> **EXERCISE DATA**
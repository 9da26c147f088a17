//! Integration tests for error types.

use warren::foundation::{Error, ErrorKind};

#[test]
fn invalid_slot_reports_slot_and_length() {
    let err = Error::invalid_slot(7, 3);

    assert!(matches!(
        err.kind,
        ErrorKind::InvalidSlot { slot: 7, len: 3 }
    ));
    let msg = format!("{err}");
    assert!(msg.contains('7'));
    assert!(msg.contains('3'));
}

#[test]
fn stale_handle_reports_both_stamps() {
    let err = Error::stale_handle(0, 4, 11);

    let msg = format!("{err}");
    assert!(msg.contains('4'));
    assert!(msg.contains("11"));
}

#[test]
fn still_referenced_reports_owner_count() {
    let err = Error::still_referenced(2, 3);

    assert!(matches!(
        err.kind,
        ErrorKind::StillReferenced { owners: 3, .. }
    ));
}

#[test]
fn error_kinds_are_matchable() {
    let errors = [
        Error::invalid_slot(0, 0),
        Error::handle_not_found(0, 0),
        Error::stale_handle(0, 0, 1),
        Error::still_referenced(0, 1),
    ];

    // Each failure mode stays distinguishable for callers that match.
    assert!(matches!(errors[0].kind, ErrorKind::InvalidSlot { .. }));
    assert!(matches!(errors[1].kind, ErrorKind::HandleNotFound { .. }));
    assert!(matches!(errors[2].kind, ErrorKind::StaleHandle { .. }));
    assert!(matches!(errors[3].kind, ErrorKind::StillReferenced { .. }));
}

> **ABOUT THIS TASK**
Preserving every character, copy the records above out again.

> **RESULT BELOW**
repository 9da26c147f088a17
//! Integration tests for error types.

use warren::foundation::{Error, ErrorKind};

#[test]
fn invalid_slot_reports_slot_and_length() {
    let err = Error::invalid_slot(7, 3);

    assert!(matches!(
        err.kind,
        ErrorKind::InvalidSlot { slot: 7, len: 3 }
    ));
    let msg = format!("{err}");
    assert!(msg.contains('7'));
    assert!(msg.contains('3'));
}

#[test]
fn stale_handle_reports_both_stamps() {
    let err = Error::stale_handle(0, 4, 11);

    let msg = format!("{err}");
    assert!(msg.contains('4'));
    assert!(msg.contains("11"));
}

#[test]
fn still_referenced_reports_owner_count() {
    let err = Error::still_referenced(2, 3);

    assert!(matches!(
        err.kind,
        ErrorKind::StillReferenced { owners: 3, .. }
    ));
}

#[test]
fn error_kinds_are_matchable() {
    let errors = [
        Error::invalid_slot(0, 0),
        Error::handle_not_found(0, 0),
        Error::stale_handle(0, 0, 1),
        Error::still_referenced(0, 1),
    ];

    // Each failure mode stays distinguishable for callers that match.
    assert!(matches!(errors[0].kind, ErrorKind::InvalidSlot { .. }));
    assert!(matches!(errors[1].kind, ErrorKind::HandleNotFound { .. }));
    assert!(matches!(errors[2].kind, ErrorKind::StaleHandle { .. }));
    assert!(matches!(errors[3].kind, ErrorKind::StillReferenced { .. }));
}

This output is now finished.